(Stored data)
————————
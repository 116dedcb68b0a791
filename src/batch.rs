//! Parallel fan-out of independent prompts.
//!
//! Every prompt gets its own task and its own retry budget. Results are written back
//! by index, so the output lines up with the input no matter which request finishes
//! first.

use futures_util::future::join_all;
use tracing::{info, warn};

use crate::client::{CompletionClient, CompletionParams};
use crate::types::CompletionResult;

impl CompletionClient {
    /// Completes every prompt concurrently and reports each outcome at its index.
    ///
    /// One failed prompt never fails the batch. A task that panics or is cancelled
    /// is reported as a [`CompletionResult::Failure`] like any other error.
    pub async fn complete_batch_detailed<I, S>(
        &self,
        prompts: I,
        params: CompletionParams,
    ) -> Vec<CompletionResult>
    where
        I: IntoIterator<Item = S>,
        S: Into<String>,
    {
        let prompts: Vec<String> = prompts.into_iter().map(Into::into).collect();
        info!(count = prompts.len(), "Processing {} prompts in parallel", prompts.len());

        let handles = prompts.into_iter().map(|prompt| {
            let client = self.clone();
            tokio::spawn(async move { client.complete(&prompt, params).await })
        });

        join_all(handles)
            .await
            .into_iter()
            .enumerate()
            .map(|(index, joined)| match joined {
                Ok(Ok(text)) => CompletionResult::Success { text },
                Ok(Err(err)) => {
                    warn!(index, error = %err, "batch item failed");
                    CompletionResult::Failure {
                        reason: err.to_string(),
                    }
                }
                Err(join_err) => {
                    warn!(index, error = %join_err, "batch task aborted");
                    CompletionResult::Failure {
                        reason: format!("task aborted: {join_err}"),
                    }
                }
            })
            .collect()
    }

    /// Like [`CompletionClient::complete_batch_detailed`], with failures collapsed to
    /// `None`.
    pub async fn complete_batch<I, S>(
        &self,
        prompts: I,
        params: CompletionParams,
    ) -> Vec<Option<String>>
    where
        I: IntoIterator<Item = S>,
        S: Into<String>,
    {
        self.complete_batch_detailed(prompts, params)
            .await
            .into_iter()
            .map(CompletionResult::into_text)
            .collect()
    }
}

#[cfg(test)]
mod tests {
    use std::sync::Arc;
    use std::sync::atomic::{AtomicU32, Ordering};
    use std::time::Duration;

    use async_trait::async_trait;

    use super::*;
    use crate::error::LLMError;
    use crate::provider::{ChatStream, LLMProvider};
    use crate::retry::RetryPolicy;
    use crate::types::{ChatRequest, ChatResponse, ProviderMetadata};

    /// Echoes the prompt back in upper case. `fail` is rejected, `down` always hits a
    /// transport error, `boom` panics, and `slow` takes longer than the rest.
    #[derive(Default)]
    struct EchoProvider {
        down_attempts: AtomicU32,
    }

    fn prompt_of(request: &ChatRequest) -> String {
        request
            .messages
            .last()
            .map(|message| message.content.clone())
            .unwrap_or_default()
    }

    #[async_trait]
    impl LLMProvider for EchoProvider {
        async fn chat(&self, request: ChatRequest) -> Result<ChatResponse, LLMError> {
            let prompt = prompt_of(&request);
            match prompt.as_str() {
                "fail" => {
                    return Err(LLMError::Validation {
                        message: "rejected".into(),
                    });
                }
                "down" => {
                    self.down_attempts.fetch_add(1, Ordering::SeqCst);
                    return Err(LLMError::transport("connection reset"));
                }
                "boom" => panic!("backend exploded"),
                "slow" => tokio::time::sleep(Duration::from_millis(50)).await,
                _ => {}
            }
            Ok(ChatResponse {
                text: prompt.to_uppercase(),
                finish_reason: None,
                usage: None,
                model: None,
                provider: ProviderMetadata::default(),
            })
        }

        async fn stream_chat(&self, _request: ChatRequest) -> Result<ChatStream, LLMError> {
            Err(LLMError::provider("echo", "streaming unsupported"))
        }

        fn name(&self) -> &'static str {
            "echo"
        }
    }

    fn client() -> CompletionClient {
        CompletionClient::new(Arc::new(EchoProvider::default()), "echo-1")
            .with_retry_policy(RetryPolicy::no_retry())
    }

    #[tokio::test]
    async fn results_follow_input_order() {
        let results = client()
            .complete_batch(["slow", "a", "b"], CompletionParams::default())
            .await;
        assert_eq!(
            results,
            vec![
                Some("SLOW".to_string()),
                Some("A".to_string()),
                Some("B".to_string())
            ]
        );
    }

    #[tokio::test]
    async fn failed_item_is_none_and_others_succeed() {
        let results = client()
            .complete_batch(vec!["a", "fail", "c"], CompletionParams::default())
            .await;
        assert_eq!(
            results,
            vec![Some("A".to_string()), None, Some("C".to_string())]
        );
    }

    #[tokio::test(start_paused = true)]
    async fn exhausted_transient_failure_is_none_at_its_index() {
        let provider = Arc::new(EchoProvider::default());
        let client = CompletionClient::new(provider.clone(), "echo-1");
        let start = tokio::time::Instant::now();

        let results = client
            .complete_batch(["a", "down", "c"], CompletionParams::default())
            .await;

        assert_eq!(
            results,
            vec![Some("A".to_string()), None, Some("C".to_string())]
        );
        assert_eq!(
            provider.down_attempts.load(Ordering::SeqCst),
            RetryPolicy::default().max_retries + 1
        );
        // 1s + 2s + 3s of backoff inside the failing task only.
        assert!(start.elapsed() >= Duration::from_secs(6));
    }

    #[tokio::test]
    async fn panicking_task_becomes_failure_at_its_index() {
        let results = client()
            .complete_batch_detailed(["x", "boom"], CompletionParams::default())
            .await;
        assert_eq!(results.len(), 2);
        assert_eq!(
            results[0],
            CompletionResult::Success {
                text: "X".to_string()
            }
        );
        match &results[1] {
            CompletionResult::Failure { reason } => assert!(reason.contains("task aborted")),
            other => panic!("unexpected result: {other:?}"),
        }
    }

    #[tokio::test]
    async fn detailed_failure_carries_error_text() {
        let results = client()
            .complete_batch_detailed(["fail"], CompletionParams::default())
            .await;
        match &results[0] {
            CompletionResult::Failure { reason } => assert!(reason.contains("rejected")),
            other => panic!("unexpected result: {other:?}"),
        }
    }

    #[tokio::test]
    async fn empty_batch_yields_empty_output() {
        let results = client()
            .complete_batch(Vec::<String>::new(), CompletionParams::default())
            .await;
        assert!(results.is_empty());
    }
}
————————
INSTRUCTIONS FOR THE TASK » The answer must be all of the entries, restated exactly.

OUTPUT BELOW »
repository 116dedcb68b0a791
filename src/batch.rs
//! Parallel fan-out of independent prompts.
//!
//! Every prompt gets its own task and its own retry budget. Results are written back
//! by index, so the output lines up with the input no matter which request finishes
//! first.

use futures_util::future::join_all;
use tracing::{info, warn};

use crate::client::{CompletionClient, CompletionParams};
use crate::types::CompletionResult;

impl CompletionClient {
    /// Completes every prompt concurrently and reports each outcome at its index.
    ///
    /// One failed prompt never fails the batch. A task that panics or is cancelled
    /// is reported as a [`CompletionResult::Failure`] like any other error.
    pub async fn complete_batch_detailed<I, S>(
        &self,
        prompts: I,
        params: CompletionParams,
    ) -> Vec<CompletionResult>
    where
        I: IntoIterator<Item = S>,
        S: Into<String>,
    {
        let prompts: Vec<String> = prompts.into_iter().map(Into::into).collect();
        info!(count = prompts.len(), "Processing {} prompts in parallel", prompts.len());

        let handles = prompts.into_iter().map(|prompt| {
            let client = self.clone();
            tokio::spawn(async move { client.complete(&prompt, params).await })
        });

        join_all(handles)
            .await
            .into_iter()
            .enumerate()
            .map(|(index, joined)| match joined {
                Ok(Ok(text)) => CompletionResult::Success { text },
                Ok(Err(err)) => {
                    warn!(index, error = %err, "batch item failed");
                    CompletionResult::Failure {
                        reason: err.to_string(),
                    }
                }
                Err(join_err) => {
                    warn!(index, error = %join_err, "batch task aborted");
                    CompletionResult::Failure {
                        reason: format!("task aborted: {join_err}"),
                    }
                }
            })
            .collect()
    }

    /// Like [`CompletionClient::complete_batch_detailed`], with failures collapsed to
    /// `None`.
    pub async fn complete_batch<I, S>(
        &self,
        prompts: I,
        params: CompletionParams,
    ) -> Vec<Option<String>>
    where
        I: IntoIterator<Item = S>,
        S: Into<String>,
    {
        self.complete_batch_detailed(prompts, params)
            .await
            .into_iter()
            .map(CompletionResult::into_text)
            .collect()
    }
}

#[cfg(test)]
mod tests {
    use std::sync::Arc;
    use std::sync::atomic::{AtomicU32, Ordering};
    use std::time::Duration;

    use async_trait::async_trait;

    use super::*;
    use crate::error::LLMError;
    use crate::provider::{ChatStream, LLMProvider};
    use crate::retry::RetryPolicy;
    use crate::types::{ChatRequest, ChatResponse, ProviderMetadata};

    /// Echoes the prompt back in upper case. `fail` is rejected, `down` always hits a
    /// transport error, `boom` panics, and `slow` takes longer than the rest.
    #[derive(Default)]
    struct EchoProvider {
        down_attempts: AtomicU32,
    }

    fn prompt_of(request: &ChatRequest) -> String {
        request
            .messages
            .last()
            .map(|message| message.content.clone())
            .unwrap_or_default()
    }

    #[async_trait]
    impl LLMProvider for EchoProvider {
        async fn chat(&self, request: ChatRequest) -> Result<ChatResponse, LLMError> {
            let prompt = prompt_of(&request);
            match prompt.as_str() {
                "fail" => {
                    return Err(LLMError::Validation {
                        message: "rejected".into(),
                    });
                }
                "down" => {
                    self.down_attempts.fetch_add(1, Ordering::SeqCst);
                    return Err(LLMError::transport("connection reset"));
                }
                "boom" => panic!("backend exploded"),
                "slow" => tokio::time::sleep(Duration::from_millis(50)).await,
                _ => {}
            }
            Ok(ChatResponse {
                text: prompt.to_uppercase(),
                finish_reason: None,
                usage: None,
                model: None,
                provider: ProviderMetadata::default(),
            })
        }

        async fn stream_chat(&self, _request: ChatRequest) -> Result<ChatStream, LLMError> {
            Err(LLMError::provider("echo", "streaming unsupported"))
        }

        fn name(&self) -> &'static str {
            "echo"
        }
    }

    fn client() -> CompletionClient {
        CompletionClient::new(Arc::new(EchoProvider::default()), "echo-1")
            .with_retry_policy(RetryPolicy::no_retry())
    }

    #[tokio::test]
    async fn results_follow_input_order() {
        let results = client()
            .complete_batch(["slow", "a", "b"], CompletionParams::default())
            .await;
        assert_eq!(
            results,
            vec![
                Some("SLOW".to_string()),
                Some("A".to_string()),
                Some("B".to_string())
            ]
        );
    }

    #[tokio::test]
    async fn failed_item_is_none_and_others_succeed() {
        let results = client()
            .complete_batch(vec!["a", "fail", "c"], CompletionParams::default())
            .await;
        assert_eq!(
            results,
            vec![Some("A".to_string()), None, Some("C".to_string())]
        );
    }

    #[tokio::test(start_paused = true)]
    async fn exhausted_transient_failure_is_none_at_its_index() {
        let provider = Arc::new(EchoProvider::default());
        let client = CompletionClient::new(provider.clone(), "echo-1");
        let start = tokio::time::Instant::now();

        let results = client
            .complete_batch(["a", "down", "c"], CompletionParams::default())
            .await;

        assert_eq!(
            results,
            vec![Some("A".to_string()), None, Some("C".to_string())]
        );
        assert_eq!(
            provider.down_attempts.load(Ordering::SeqCst),
            RetryPolicy::default().max_retries + 1
        );
        // 1s + 2s + 3s of backoff inside the failing task only.
        assert!(start.elapsed() >= Duration::from_secs(6));
    }

    #[tokio::test]
    async fn panicking_task_becomes_failure_at_its_index() {
        let results = client()
            .complete_batch_detailed(["x", "boom"], CompletionParams::default())
            .await;
        assert_eq!(results.len(), 2);
        assert_eq!(
            results[0],
            CompletionResult::Success {
                text: "X".to_string()
            }
        );
        match &results[1] {
            CompletionResult::Failure { reason } => assert!(reason.contains("task aborted")),
            other => panic!("unexpected result: {other:?}"),
        }
    }

    #[tokio::test]
    async fn detailed_failure_carries_error_text() {
        let results = client()
            .complete_batch_detailed(["fail"], CompletionParams::default())
            .await;
        match &results[0] {
            CompletionResult::Failure { reason } => assert!(reason.contains("rejected")),
            other => panic!("unexpected result: {other:?}"),
        }
    }

    #[tokio::test]
    async fn empty_batch_yields_empty_output() {
        let results = client()
            .complete_batch(Vec::<String>::new(), CompletionParams::default())
            .await;
        assert!(results.is_empty());
    }
}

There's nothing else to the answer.